As a refresher, a Bazaar repository stores the revision graph for the ancestry of all the branches stored inside it. A branch is essentially just a pointer to the head revision of a particular line of development. So if the branch has been deleted but the data is still in the repository, recovering it is a simple matter of discovering the identifier for the head revision.

Finding the head revision

Revisions in a Bazaar repository have string identifiers. While the identifiers can be almost arbitrary strings (there are some restrictions on the characters they can contain), the ones Bazaar creates when you commit are of the form “$email-$date-$random“. So if we know the person who committed the head revision and the date it was committed, we can narrow down the possibilities.

For these sort of low level operations, it is easiest to use the Python bzrlib interface (this is the guts of Bazaar). Lets say that we want to recover a head revision committed by foo@example.com on 2006-12-01. We can get all the matching revision IDs like so:

>>> from bzrlib.repository import Repository
>>> repo = Repository.open('repository-directory')
>>> possible_ids = [x for x in repo.all_revision_ids()
...                 if x.startswith('foo@example.com-20061201')]

Now if you’re working on multiple branches in parallel, it is likely that the matching revisions come from different lines of development. To help work out which revision ID we want, we can look at the branch-nick revision property of each revision, which is recorded in each commit. If the nickname hadn’t been set explicitly for the branch we’re after, it will take the base directory name of the branch as a default. We can easily loop through each of the revisions and print a the nicknames:

>>> for rev_id in sorted(possible_ids):
...     rev = repo.get_revision(rev_id)
...     print rev_id
...     print rev.properties['branch-nick']
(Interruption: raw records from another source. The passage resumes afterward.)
//! Coalesces bursts of final results into one committed transcript update.
//!
//! Backends often emit several final results back to back. Committing each
//! one separately makes the display flicker and can commit text the backend
//! is about to extend, so finals sit in the pending buffer until nothing has
//! arrived for the settle delay.

use crate::engine::session::SessionState;
use crate::engine::types::EngineEvent;
use std::time::{Duration, Instant};
use tracing::debug;

#[derive(Debug, Clone)]
pub struct PauseBuffer {
    settle_delay: Duration,
}

impl PauseBuffer {
    pub fn new(settle_delay: Duration) -> Self {
        Self { settle_delay }
    }

    /// Append a non-empty final delta to the pending buffer.
    pub fn push_delta(&self, state: &mut SessionState, delta: &str, now: Instant) {
        let delta = delta.trim();
        if delta.is_empty() {
            return;
        }
        state.pending_final_buffer.push_str(delta);
        state.pending_final_buffer.push(' ');
        state.last_speech_time = Some(now);
    }

    /// React to the activity flags of one event.
    ///
    /// Interim speech holds the commit back; otherwise a non-empty buffer
    /// (re)starts the settle timer.
    pub fn on_activity(&self, state: &mut SessionState, has_interim: bool, now: Instant) {
        if has_interim {
            if state.settle_timer.cancel() {
                debug!("Settle timer cancelled by interim speech");
            }
        } else if !state.pending_final_buffer.trim().is_empty() {
            state.settle_timer.arm(now, self.settle_delay);
        }
    }

    /// Commit the pending buffer if the settle timer expired at `now`.
    pub fn commit_if_due(&self, state: &mut SessionState, now: Instant) -> Option<EngineEvent> {
        state.settle_timer.take_expired(now)?;
        self.commit(state)
    }

    /// Move the pending buffer into the stable transcript.
    pub fn commit(&self, state: &mut SessionState) -> Option<EngineEvent> {
        let committed = state.pending_final_buffer.trim().to_string();
        state.pending_final_buffer.clear();
        if committed.is_empty() {
            return None;
        }
        if !state.stable_transcript.is_empty() {
            state.stable_transcript.push(' ');
        }
        state.stable_transcript.push_str(&committed);
        debug!(text = %committed, "Transcript committed");
        Some(EngineEvent::TranscriptUpdated { text: committed })
    }
}

#[cfg(test)]
mod tests {
    use super::*;

    fn ms(n: u64) -> Duration {
        Duration::from_millis(n)
    }

    #[test]
    fn test_burst_commits_once() {
        let t0 = Instant::now();
        let buffer = PauseBuffer::new(ms(300));
        let mut state = SessionState::new();

        buffer.push_delta(&mut state, "hello", t0);
        buffer.on_activity(&mut state, false, t0);
        buffer.push_delta(&mut state, "world", t0 + ms(100));
        buffer.on_activity(&mut state, false, t0 + ms(100));

        // The first timer was superseded by the second final.
        assert!(buffer.commit_if_due(&mut state, t0 + ms(300)).is_none());
        let event = buffer.commit_if_due(&mut state, t0 + ms(400));
        assert_eq!(
            event,
            Some(EngineEvent::TranscriptUpdated {
                text: "hello world".to_string()
            })
        );
        assert_eq!(state.stable_transcript(), "hello world");
        assert!(state.pending_final_buffer().is_empty());
    }

    #[test]
    fn test_interim_holds_commit() {
        let t0 = Instant::now();
        let buffer = PauseBuffer::new(ms(300));
        let mut state = SessionState::new();

        buffer.push_delta(&mut state, "hello", t0);
        buffer.on_activity(&mut state, false, t0);
        buffer.on_activity(&mut state, true, t0 + ms(200));

        assert!(!state.settle_timer_armed());
        assert!(buffer.commit_if_due(&mut state, t0 + ms(1000)).is_none());
        assert_eq!(state.pending_final_buffer().trim(), "hello");
    }

    #[test]
    fn test_commit_appends_with_space() {
        let t0 = Instant::now();
        let buffer = PauseBuffer::new(ms(300));
        let mut state = SessionState::new();
        state.stable_transcript = "good morning".to_string();

        buffer.push_delta(&mut state, "how are you", t0);
        buffer.on_activity(&mut state, false, t0);
        buffer.commit_if_due(&mut state, t0 + ms(300));

        assert_eq!(state.stable_transcript(), "good morning how are you");
    }

    #[test]
    fn test_empty_delta_is_ignored() {
        let t0 = Instant::now();
        let buffer = PauseBuffer::new(ms(300));
        let mut state = SessionState::new();

        buffer.push_delta(&mut state, "   ", t0);
        buffer.on_activity(&mut state, false, t0);

        assert!(state.pending_final_buffer().is_empty());
        assert!(!state.settle_timer_armed());
        assert_eq!(state.last_speech_time(), None);
    }
}
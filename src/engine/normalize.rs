//! Text normalization shared by every comparison in the engine.
//!
//! Platform detection, delta extraction, all matching tiers and the
//! verification guard tokenize through this module so they can never disagree
//! about what a "word" is.

/// A whitespace-delimited word with its comparison key.
#[derive(Debug, Clone, PartialEq, Eq)]
pub struct Token<'a> {
    /// The word as it appeared, casing and punctuation intact.
    pub raw: &'a str,
    /// Byte offset of `raw` in the source text.
    pub start: usize,
    /// Lowercase with punctuation stripped. Never empty.
    pub key: String,
}

/// Lowercase a word and strip everything but letters, digits and inner
/// apostrophes ("don't" stays "don't", "morning," becomes "morning").
pub fn normalize_word(word: &str) -> String {
    let kept: String = word
        .chars()
        .filter(|c| c.is_alphanumeric() || *c == '\'' || *c == '\u{2019}')
        .flat_map(char::to_lowercase)
        .map(|c| if c == '\u{2019}' { '\'' } else { c })
        .collect();
    kept.trim_matches('\'').to_string()
}

/// Split `text` into tokens, dropping words that are pure punctuation.
pub fn tokenize(text: &str) -> Vec<Token<'_>> {
    let base = text.as_ptr() as usize;
    text.split_whitespace()
        .filter_map(|raw| {
            let key = normalize_word(raw);
            if key.is_empty() {
                return None;
            }
            Some(Token {
                raw,
                start: raw.as_ptr() as usize - base,
                key,
            })
        })
        .collect()
}

/// Normalized word list of `text`.
pub fn words(text: &str) -> Vec<String> {
    tokenize(text).into_iter().map(|t| t.key).collect()
}

/// Length of the longest common prefix of two word lists.
pub fn common_prefix_len<A: AsRef<str>, B: AsRef<str>>(a: &[A], b: &[B]) -> usize {
    a.iter()
        .zip(b)
        .take_while(|(x, y)| x.as_ref() == y.as_ref())
        .count()
}

/// Strip `prefix` from the start of `text`, comparing case-insensitively.
///
/// Walks both strings char by char so the returned slice is always on a char
/// boundary of `text`, even when lowercasing changes byte lengths.
pub fn strip_prefix_ignore_case<'a>(text: &'a str, prefix: &str) -> Option<&'a str> {
    let mut rest = text.char_indices();
    for p in prefix.chars() {
        let (_, t) = rest.next()?;
        if !t.to_lowercase().eq(p.to_lowercase()) {
            return None;
        }
    }
    match rest.next() {
        Some((idx, _)) => Some(&text[idx..]),
        None => Some(""),
    }
}

/// The last `n` characters of `text`.
pub fn tail_chars(text: &str, n: usize) -> &str {
    let count = text.chars().count();
    if count <= n {
        return text;
    }
    match text.char_indices().nth(count - n) {
        Some((idx, _)) => &text[idx..],
        None => text,
    }
}

/// Join two text fragments with a single space, skipping empty sides.
pub fn join_spaced(a: &str, b: &str) -> String {
    let (a, b) = (a.trim(), b.trim());
    match (a.is_empty(), b.is_empty()) {
        (true, _) => b.to_string(),
        (_, true) => a.to_string(),
        _ => format!("{a} {b}"),
    }
}

#[cfg(test)]
mod tests {
    use super::*;

    #[test]
    fn test_normalize_word_strips_punctuation() {
        assert_eq!(normalize_word("Morning,"), "morning");
        assert_eq!(normalize_word("\"Hello!\""), "hello");
        assert_eq!(normalize_word("don't"), "don't");
        assert_eq!(normalize_word("Don\u{2019}t"), "don't");
        assert_eq!(normalize_word("'quoted'"), "quoted");
        assert_eq!(normalize_word("--"), "");
    }

    #[test]
    fn test_tokenize_keeps_offsets() {
        let text = "Good  morning, — how";
        let tokens = tokenize(text);
        let keys: Vec<_> = tokens.iter().map(|t| t.key.as_str()).collect();
        assert_eq!(keys, vec!["good", "morning", "how"]);
        assert_eq!(&text[tokens[2].start..], "how");
        assert_eq!(tokens[1].raw, "morning,");
    }

    #[test]
    fn test_common_prefix_len() {
        let a = words("good morning");
        let b = words("good morning how are you");
        assert_eq!(common_prefix_len(&a, &b), 2);
        assert_eq!(common_prefix_len(&b, &words("good night")), 1);
        assert_eq!(common_prefix_len::<String, String>(&[], &b), 0);
    }

    #[test]
    fn test_strip_prefix_ignore_case() {
        assert_eq!(
            strip_prefix_ignore_case("Good Morning everyone", "good morning"),
            Some(" everyone")
        );
        assert_eq!(strip_prefix_ignore_case("good", "good"), Some(""));
        assert_eq!(strip_prefix_ignore_case("go", "good"), None);
        assert_eq!(strip_prefix_ignore_case("bad morning", "good"), None);
    }

    #[test]
    fn test_tail_chars_is_char_safe() {
        assert_eq!(tail_chars("hello world", 5), "world");
        assert_eq!(tail_chars("short", 200), "short");
        assert_eq!(tail_chars("ääää", 2), "ää");
    }

    #[test]
    fn test_join_spaced() {
        assert_eq!(join_spaced("hello ", " world"), "hello world");
        assert_eq!(join_spaced("", "world"), "world");
        assert_eq!(join_spaced("hello", "  "), "hello");
    }
}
We can then take the last revision ID that has the nickname we are after. Since lexical sorting of these revision IDs will have sorted them in date order, it should be the last revision. We can check the log message on this revision to make sure:

>>> rev = repo.get_revision('head-revision-id')
>>> print rev.message

If it doesn’t look like the right revision, you can try some other dates (the dates in the revision identifiers are in UTC, so it might have recorded a different date to the one you remembered). If it is the right revision, we can proceed onto recovering the branch.

Recovering the branch

Once we know the revision identifier, recovering the branch is easy. First we create a new empty branch inside the repository:

$ cd repositorydir
$ bzr init branchdir

We can now use the pull command with a specific revision identifier to recover the branch:

$ cd branchdir
$ bzr pull -r revid:head-revision-id .

It may look a bit weird that we are pulling from a branch that contains no revisions into itself, but since the repository for this empty branch contains the given revision it does the right thing. And since bzr pull canonicalises the branch’s history, the new branch should have the same linear revision history as the original branch.

Recovering the branch from someone else’s repository

The above method assumes that you can create a branch in the repository. But what if the repository belongs to someone else, and you only have read-only access to the repository? You might want to do this if you are trying to recover one of the branches from Andrew’s Java GNOME repository :)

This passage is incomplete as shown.